The Basic Facts: Plaintiff, the seller of waste paper, brought a federal claim against a buyer's parent corporation asserting the parent corporation willfully and maliciously induced the subsidiary to breach a contract between Plaintiff and the subsidiary.
The Bottom Line:
- "(1) Can a parent corporation be held liable under Tenn. Code Ann. § 47‑50‑109 or under Tennessee law for inducing a subsidiary to breach a contract with another party?
(2) Can a parent corporation be held liable for inducing its subsidiary to breach a contract when the parent was acting on behalf of the subsidiary or acting to further the subsidiary's interests? If so, which party bears the burden of pleading and proving whether the parent was acting on behalf of, or to further the interests of, the subsidiary?
(3) For a parent corporation to be held liable for inducing its subsidiary to breach a contract, must the parent induce the breach by wrongful means?
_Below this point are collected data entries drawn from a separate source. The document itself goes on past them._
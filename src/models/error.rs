use serde::{Deserialize, Serialize};

/// The body of every error response: a stable machine-readable code and
/// a human-readable description.
#[derive(Serialize, Deserialize)]
pub struct ApiError<'a> {
    pub error: &'a str,
    pub description: String,
}
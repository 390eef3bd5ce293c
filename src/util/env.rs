use std::str::FromStr;

pub fn parse_var<T: FromStr>(var: &str) -> Option<T> {
    dotenvy::var(var).ok().and_then(|i| i.parse::<T>().ok())
}

pub fn parse_strings_from_var(var: &str) -> Option<Vec<String>> {
    dotenvy::var(var)
        .ok()
        .and_then(|i| serde_json::from_str::<Vec<String>>(&i).ok())
}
If so, what constitutes wrongful means, and which party has the burden of pleading and proving existence of wrongful means?" 33 S.W.3d at 781.
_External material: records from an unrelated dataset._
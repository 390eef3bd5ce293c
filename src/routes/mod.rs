mod index;
mod not_found;

pub mod flows;
pub mod session;
pub mod users;

pub use self::index::index_get;
pub use self::not_found::not_found;

use crate::auth::email::MailError;
use crate::auth::AuthenticationError;
use crate::database::models::DatabaseError;
use crate::util::cors::default_cors;
use axum::extract::rejection::{
    ExtensionRejection, FormRejection, JsonRejection, PathRejection, QueryRejection,
};
use axum::http::StatusCode;
use axum::response::{IntoResponse, Response};
use axum::routing::get;
use axum::Router;

pub fn config() -> Router {
    Router::new()
        .route("/", get(index_get))
        .nest(
            "/api",
            Router::new()
                .merge(flows::config())
                .merge(session::config())
                .merge(users::config())
                .layer(default_cors()),
        )
        .fallback(not_found)
}

#[derive(thiserror::Error, Debug)]
pub enum ApiError {
    #[error("Environment Error")]
    Env(#[from] dotenvy::Error),
    #[error("Internal server error: {0}")]
    Database(#[from] DatabaseError),
    #[error("Database Error: {0}")]
    SqlxDatabase(#[from] sqlx::Error),
    #[error("Authentication Error: {0}")]
    Authentication(#[from] AuthenticationError),
    #[error("Error while sending mail: {0}")]
    Mail(#[from] MailError),
    #[error("Error while parsing JSON: {0}")]
    Json(#[from] serde_json::Error),
    #[error("Invalid Input: {0}")]
    InvalidInput(String),
    #[error("Error while validating input: {0}")]
    Validation(String),
    #[error("Email is already registered")]
    EmailTaken,
    #[error("You are being rate-limited. Please wait {0} milliseconds. 0/{1} remaining.")]
    RateLimitError(u128, u32),
}

impl ApiError {
    pub fn as_api_error(&self) -> crate::models::error::ApiError<'_> {
        crate::models::error::ApiError {
            error: match self {
                ApiError::Env(..) => "environment_error",
                ApiError::Database(..) => "database_error",
                ApiError::SqlxDatabase(..) => "database_error",
                ApiError::Authentication(err) => err.error_name(),
                ApiError::Mail(..) => "mail_error",
                ApiError::Json(..) => "json_error",
                ApiError::InvalidInput(..) => "invalid_input",
                ApiError::Validation(..) => "invalid_input",
                ApiError::EmailTaken => "email_taken",
                ApiError::RateLimitError(..) => "ratelimit_error",
            },
            description: self.to_string(),
        }
    }

    pub fn status_code(&self) -> StatusCode {
        match self {
            ApiError::Env(..) => StatusCode::INTERNAL_SERVER_ERROR,
            ApiError::Database(..) => StatusCode::INTERNAL_SERVER_ERROR,
            ApiError::SqlxDatabase(..) => StatusCode::INTERNAL_SERVER_ERROR,
            ApiError::Authentication(err) => err.status_code(),
            ApiError::Mail(..) => StatusCode::INTERNAL_SERVER_ERROR,
            ApiError::Json(..) => StatusCode::BAD_REQUEST,
            ApiError::InvalidInput(..) => StatusCode::BAD_REQUEST,
            ApiError::Validation(..) => StatusCode::BAD_REQUEST,
            ApiError::EmailTaken => StatusCode::CONFLICT,
            ApiError::RateLimitError(..) => StatusCode::TOO_MANY_REQUESTS,
        }
    }
}

impl IntoResponse for ApiError {
    fn into_response(self) -> Response {
        (self.status_code(), axum::Json(self.as_api_error())).into_response()
    }
}

impl From<JsonRejection> for ApiError {
    fn from(err: JsonRejection) -> Self {
        ApiError::Validation(err.body_text())
    }
}

impl From<FormRejection> for ApiError {
    fn from(err: FormRejection) -> Self {
        ApiError::Validation(err.body_text())
    }
}

impl From<PathRejection> for ApiError {
    fn from(err: PathRejection) -> Self {
        ApiError::Validation(err.body_text())
    }
}

impl From<QueryRejection> for ApiError {
    fn from(err: QueryRejection) -> Self {
        ApiError::Validation(err.body_text())
    }
}

impl From<ExtensionRejection> for ApiError {
    fn from(err: ExtensionRejection) -> Self {
        ApiError::Validation(err.body_text())
    }
}

#[cfg(test)]
mod tests {
    use super::*;

    #[test]
    fn login_error_codes_are_stable() {
        let cases = [
            (
                ApiError::Authentication(AuthenticationError::EmailNotFound),
                StatusCode::NOT_FOUND,
                "email_not_found",
            ),
            (
                ApiError::Authentication(AuthenticationError::WrongPassword),
                StatusCode::UNAUTHORIZED,
                "wrong_password",
            ),
            (
                ApiError::Authentication(AuthenticationError::NotConfirmed),
                StatusCode::FORBIDDEN,
                "account_not_confirmed",
            ),
            (ApiError::EmailTaken, StatusCode::CONFLICT, "email_taken"),
            (
                ApiError::InvalidInput("Invalid code or email".to_string()),
                StatusCode::BAD_REQUEST,
                "invalid_input",
            ),
        ];

        for (err, status, code) in cases {
            assert_eq!(err.status_code(), status);
            assert_eq!(err.as_api_error().error, code);
        }
    }

    #[tokio::test]
    async fn error_responses_are_json_bodies() {
        let response =
            ApiError::Authentication(AuthenticationError::InvalidCredentials).into_response();
        assert_eq!(response.status(), StatusCode::UNAUTHORIZED);

        let bytes = axum::body::to_bytes(response.into_body(), usize::MAX)
            .await
            .unwrap();
        let body: serde_json::Value = serde_json::from_slice(&bytes).unwrap();
        assert_eq!(body["error"], "unauthorized");
        assert!(body["description"].is_string());
    }
}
- "Based on the certified questions posed to this Court, we hold that a parent corporation is privileged to interfere in the contractual relations of a wholly-owned subsidiary and that it is immune from liability for inducing to breach a contract with another party. This privilege, however, can be lost either by acting contrary to such subsidiary's economic interests or by using wrongful means. For this purpose, the definition of wrongful means includes fraud, misrepresentation, threats, violence, defamation, trespass, restraint of trade, intimidation, molestation, or any other wrongful act recognized by statute or common law. Once it is established that the defendant corporation owns 100 percent of the stock of the subsidiary in question, the plaintiff bears the burden of proof to demonstrate that the defendant has lost its privilege by acting contrary to its wholly-owned subsidiary's economic interests or by employing wrongful means in inducing its wholly-owned subsidiary to breach a contract." Id. at 784.
Other Sources of Note: Freeman Management Corp. v. Shurgard Storage Centers, LLC , 461 F.Supp.2d 629, 638 (M.D. Tenn. 2006) (holding that a parent company did not demonstrate a sufficient unity of interest under Waste Conversion to warrant the parent-subsidiary privilege); Cambio Health Solutions, LLC v. Reardon, 213 S.W.3d 785, 792 (Tenn. 2006) (declining to extend Waste Conversion and holding that "the privilege of a parent corporation to interfere with the contractual relations of a subsidiary corporation does not apply when the parent owns less than 100% of its subsidiary.").